Print all the entries exactly.

SUPPLIED RECORDS Block Start

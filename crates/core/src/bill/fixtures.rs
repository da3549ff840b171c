//! Sample bills and payloads for tests and local development.

use chrono::{TimeZone, Utc};
use serde_json::{json, Value};

use super::{BillId, BillRecord, SourceHash};

/// Builds a bill record with fixed content and the given id and hash.
///
/// # Panics
///
/// Panics if `id` is not a valid [`BillId`].
pub fn sample_bill(id: &str, hash: &str) -> BillRecord {
    BillRecord {
        id: BillId::parse(id).expect("sample bill id must be valid"),
        identifier: "AB 123".to_string(),
        title: "An act relating to housing".to_string(),
        jurisdiction: "California".to_string(),
        session: "20252026".to_string(),
        chamber: "Assembly".to_string(),
        status: "Referred to Com. on HOUSING.".to_string(),
        first_action_date: Some("2025-01-10".to_string()),
        latest_action_date: Some("2025-02-01".to_string()),
        sponsors: vec![],
        votes: None,
        abstract_text: None,
        source_url: None,
        fetched_at: Utc.with_ymd_and_hms(2025, 3, 1, 0, 0, 0).unwrap(),
        source_hash: SourceHash::from_hex(hash),
    }
}

/// Builds an OpenStates-shaped bill payload whose content varies with `status`.
pub fn sample_payload(id: &str, status: &str) -> Value {
    json!({
        "id": id,
        "identifier": "AB 123",
        "title": "An act relating to housing",
        "session": "20252026",
        "jurisdiction": { "id": "ocd-jurisdiction/country:us/state:ca/government", "name": "California" },
        "from_organization": { "name": "Assembly" },
        "first_action_date": "2025-01-10",
        "latest_action_date": "2025-02-01",
        "actions": [
            { "date": "2025-01-10", "description": "Introduced. Read first time." },
            { "date": "2025-02-01", "description": status }
        ],
        "sponsorships": [
            { "name": "Wicks", "primary": true, "person": { "name": "Buffy Wicks", "party": "Democratic" } }
        ],
        "abstracts": [
            { "abstract": "Existing law requires cities to plan for housing." }
        ],
        "sources": [
            { "url": "https://leginfo.legislature.ca.gov/" }
        ]
    })
}
//! Bill summaries from an OpenAI-compatible chat completions endpoint.

use std::time::Duration;

use async_trait::async_trait;
use serde_json::{json, Value};

use billwatch_core::bill::{GeneratedSummary, SummaryRequest};
use billwatch_core::upstream::{summary_failure_from_status, SummaryError, Summarizer};

/// Placeholder for fields the model left out.
pub const NOT_AVAILABLE: &str = "Information not available";

const TEMPERATURE: f64 = 0.3;
const MAX_TOKENS: u32 = 1000;

const SYSTEM_PROMPT: &str = "You are an expert at analyzing California legislative bills and \
writing clear, accessible summaries for the general public. Always respond with valid JSON.";

#[derive(Debug, Clone)]
pub struct OpenAiSummarizer {
    client: reqwest::Client,
    base_url: String,
    api_key: Option<String>,
    model: String,
}

impl OpenAiSummarizer {
    pub fn new(
        base_url: impl Into<String>,
        api_key: Option<String>,
        model: impl Into<String>,
        timeout: Duration,
    ) -> reqwest::Result<Self> {
        let client = reqwest::Client::builder().timeout(timeout).build()?;
        Ok(Self {
            client,
            base_url: base_url.into(),
            api_key,
            model: model.into(),
        })
    }

    fn request_body(&self, request: &SummaryRequest) -> Value {
        json!({
            "model": self.model,
            "messages": [
                { "role": "system", "content": SYSTEM_PROMPT },
                { "role": "user", "content": user_prompt(request) },
            ],
            "response_format": { "type": "json_object" },
            "max_tokens": MAX_TOKENS,
            "temperature": TEMPERATURE,
        })
    }
}

fn user_prompt(request: &SummaryRequest) -> String {
    format!(
        "Analyze the following California legislative bill and respond with a JSON object \
         with the keys \"summary\" (3-4 plain English sentences), \"key_provisions\" \
         (a list of short bullet points) and \"impact\" (who is affected and how). \
         Use \"Not specified\" for anything the text does not say.\n\n\
         Bill ID: {}\nTitle: {}\n\nText:\n{}",
        request.bill_id, request.title, request.text
    )
}

fn value_text(value: &Value) -> String {
    match value {
        Value::String(text) => text.clone(),
        other => other.to_string(),
    }
}

fn field_or_default(object: &Value, key: &str) -> String {
    object
        .get(key)
        .map(value_text)
        .unwrap_or_else(|| NOT_AVAILABLE.to_string())
}

/// Extracts the summary from a chat completion response body.
///
/// Missing fields become [`NOT_AVAILABLE`] and a scalar `key_provisions`
/// is wrapped in a list.
pub fn parse_completion(body: &Value, model: &str) -> Result<GeneratedSummary, SummaryError> {
    let content = body
        .pointer("/choices/0/message/content")
        .and_then(Value::as_str)
        .ok_or_else(|| SummaryError::ModelUnavailable("completion has no content".to_string()))?;

    let parsed: Value = serde_json::from_str(content)
        .map_err(|err| SummaryError::ModelUnavailable(format!("unparseable summary: {err}")))?;
    if !parsed.is_object() {
        return Err(SummaryError::ModelUnavailable(
            "summary is not a JSON object".to_string(),
        ));
    }

    let key_provisions = match parsed.get("key_provisions") {
        Some(Value::Array(items)) => items.iter().map(value_text).collect(),
        Some(scalar) => vec![value_text(scalar)],
        None => vec![NOT_AVAILABLE.to_string()],
    };

    Ok(GeneratedSummary {
        text: field_or_default(&parsed, "summary"),
        key_provisions,
        impact: field_or_default(&parsed, "impact"),
        model: model.to_string(),
    })
}

#[async_trait]
impl Summarizer for OpenAiSummarizer {
    async fn summarize(&self, request: &SummaryRequest) -> Result<GeneratedSummary, SummaryError> {
        if request.text.trim().is_empty() {
            return Err(SummaryError::InvalidInput("bill text is empty".to_string()));
        }
        let Some(api_key) = &self.api_key else {
            return Err(SummaryError::NotConfigured(
                "OpenAI API key not configured".to_string(),
            ));
        };

        let url = format!("{}/chat/completions", self.base_url.trim_end_matches('/'));
        let response = self
            .client
            .post(url)
            .bearer_auth(api_key)
            .json(&self.request_body(request))
            .send()
            .await
            .map_err(|err| SummaryError::ModelUnavailable(format!("request failed: {err}")))?;

        let status = response.status().as_u16();
        if let Some(failure) = summary_failure_from_status(status) {
            tracing::debug!(bill_id = %request.bill_id, status, "Summary request failed");
            return Err(failure);
        }

        let body: Value = response
            .json()
            .await
            .map_err(|err| SummaryError::ModelUnavailable(format!("invalid response: {err}")))?;
        parse_completion(&body, &self.model)
    }
}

SUPPLIED RECORDS Block End

> **TASK OUTPUT**:
filename crates/core/src/bill/fixtures.rs
repository da3549ff840b171c
//! Sample bills and payloads for tests and local development.

use chrono::{TimeZone, Utc};
use serde_json::{json, Value};

use super::{BillId, BillRecord, SourceHash};

/// Builds a bill record with fixed content and the given id and hash.
///
/// # Panics
///
/// Panics if `id` is not a valid [`BillId`].
pub fn sample_bill(id: &str, hash: &str) -> BillRecord {
    BillRecord {
        id: BillId::parse(id).expect("sample bill id must be valid"),
        identifier: "AB 123".to_string(),
        title: "An act relating to housing".to_string(),
        jurisdiction: "California".to_string(),
        session: "20252026".to_string(),
        chamber: "Assembly".to_string(),
        status: "Referred to Com. on HOUSING.".to_string(),
        first_action_date: Some("2025-01-10".to_string()),
        latest_action_date: Some("2025-02-01".to_string()),
        sponsors: vec![],
        votes: None,
        abstract_text: None,
        source_url: None,
        fetched_at: Utc.with_ymd_and_hms(2025, 3, 1, 0, 0, 0).unwrap(),
        source_hash: SourceHash::from_hex(hash),
    }
}

/// Builds an OpenStates-shaped bill payload whose content varies with `status`.
pub fn sample_payload(id: &str, status: &str) -> Value {
    json!({
        "id": id,
        "identifier": "AB 123",
        "title": "An act relating to housing",
        "session": "20252026",
        "jurisdiction": { "id": "ocd-jurisdiction/country:us/state:ca/government", "name": "California" },
        "from_organization": { "name": "Assembly" },
        "first_action_date": "2025-01-10",
        "latest_action_date": "2025-02-01",
        "actions": [
            { "date": "2025-01-10", "description": "Introduced. Read first time." },
            { "date": "2025-02-01", "description": status }
        ],
        "sponsorships": [
            { "name": "Wicks", "primary": true, "person": { "name": "Buffy Wicks", "party": "Democratic" } }
        ],
        "abstracts": [
            { "abstract": "Existing law requires cities to plan for housing." }
        ],
        "sources": [
            { "url": "https://leginfo.legislature.ca.gov/" }
        ]
    })
}
//! Bill summaries from an OpenAI-compatible chat completions endpoint.

use std::time::Duration;

use async_trait::async_trait;
use serde_json::{json, Value};

use billwatch_core::bill::{GeneratedSummary, SummaryRequest};
use billwatch_core::upstream::{summary_failure_from_status, SummaryError, Summarizer};

/// Placeholder for fields the model left out.
pub const NOT_AVAILABLE: &str = "Information not available";

const TEMPERATURE: f64 = 0.3;
const MAX_TOKENS: u32 = 1000;

const SYSTEM_PROMPT: &str = "You are an expert at analyzing California legislative bills and \
writing clear, accessible summaries for the general public. Always respond with valid JSON.";

#[derive(Debug, Clone)]
pub struct OpenAiSummarizer {
    client: reqwest::Client,
    base_url: String,
    api_key: Option<String>,
    model: String,
}

impl OpenAiSummarizer {
    pub fn new(
        base_url: impl Into<String>,
        api_key: Option<String>,
        model: impl Into<String>,
        timeout: Duration,
    ) -> reqwest::Result<Self> {
        let client = reqwest::Client::builder().timeout(timeout).build()?;
        Ok(Self {
            client,
            base_url: base_url.into(),
            api_key,
            model: model.into(),
        })
    }

    fn request_body(&self, request: &SummaryRequest) -> Value {
        json!({
            "model": self.model,
            "messages": [
                { "role": "system", "content": SYSTEM_PROMPT },
                { "role": "user", "content": user_prompt(request) },
            ],
            "response_format": { "type": "json_object" },
            "max_tokens": MAX_TOKENS,
            "temperature": TEMPERATURE,
        })
    }
}

fn user_prompt(request: &SummaryRequest) -> String {
    format!(
        "Analyze the following California legislative bill and respond with a JSON object \
         with the keys \"summary\" (3-4 plain English sentences), \"key_provisions\" \
         (a list of short bullet points) and \"impact\" (who is affected and how). \
         Use \"Not specified\" for anything the text does not say.\n\n\
         Bill ID: {}\nTitle: {}\n\nText:\n{}",
        request.bill_id, request.title, request.text
    )
}

fn value_text(value: &Value) -> String {
    match value {
        Value::String(text) => text.clone(),
        other => other.to_string(),
    }
}

fn field_or_default(object: &Value, key: &str) -> String {
    object
        .get(key)
        .map(value_text)
        .unwrap_or_else(|| NOT_AVAILABLE.to_string())
}

/// Extracts the summary from a chat completion response body.
///
/// Missing fields become [`NOT_AVAILABLE`] and a scalar `key_provisions`
/// is wrapped in a list.
pub fn parse_completion(body: &Value, model: &str) -> Result<GeneratedSummary, SummaryError> {
    let content = body
        .pointer("/choices/0/message/content")
        .and_then(Value::as_str)
        .ok_or_else(|| SummaryError::ModelUnavailable("completion has no content".to_string()))?;

    let parsed: Value = serde_json::from_str(content)
        .map_err(|err| SummaryError::ModelUnavailable(format!("unparseable summary: {err}")))?;
    if !parsed.is_object() {
        return Err(SummaryError::ModelUnavailable(
            "summary is not a JSON object".to_string(),
        ));
    }

    let key_provisions = match parsed.get("key_provisions") {
        Some(Value::Array(items)) => items.iter().map(value_text).collect(),
        Some(scalar) => vec![value_text(scalar)],
        None => vec![NOT_AVAILABLE.to_string()],
    };

    Ok(GeneratedSummary {
        text: field_or_default(&parsed, "summary"),
        key_provisions,
        impact: field_or_default(&parsed, "impact"),
        model: model.to_string(),
    })
}

#[async_trait]
impl Summarizer for OpenAiSummarizer {
    async fn summarize(&self, request: &SummaryRequest) -> Result<GeneratedSummary, SummaryError> {
        if request.text.trim().is_empty() {
            return Err(SummaryError::InvalidInput("bill text is empty".to_string()));
        }
        let Some(api_key) = &self.api_key else {
            return Err(SummaryError::NotConfigured(
                "OpenAI API key not configured".to_string(),
            ));
        };

        let url = format!("{}/chat/completions", self.base_url.trim_end_matches('/'));
        let response = self
            .client
            .post(url)
            .bearer_auth(api_key)
            .json(&self.request_body(request))
            .send()
            .await
            .map_err(|err| SummaryError::ModelUnavailable(format!("request failed: {err}")))?;

        let status = response.status().as_u16();
        if let Some(failure) = summary_failure_from_status(status) {
            tracing::debug!(bill_id = %request.bill_id, status, "Summary request failed");
            return Err(failure);
        }

        let body: Value = response
            .json()
            .await
            .map_err(|err| SummaryError::ModelUnavailable(format!("invalid response: {err}")))?;
        parse_completion(&body, &self.model)
    }
}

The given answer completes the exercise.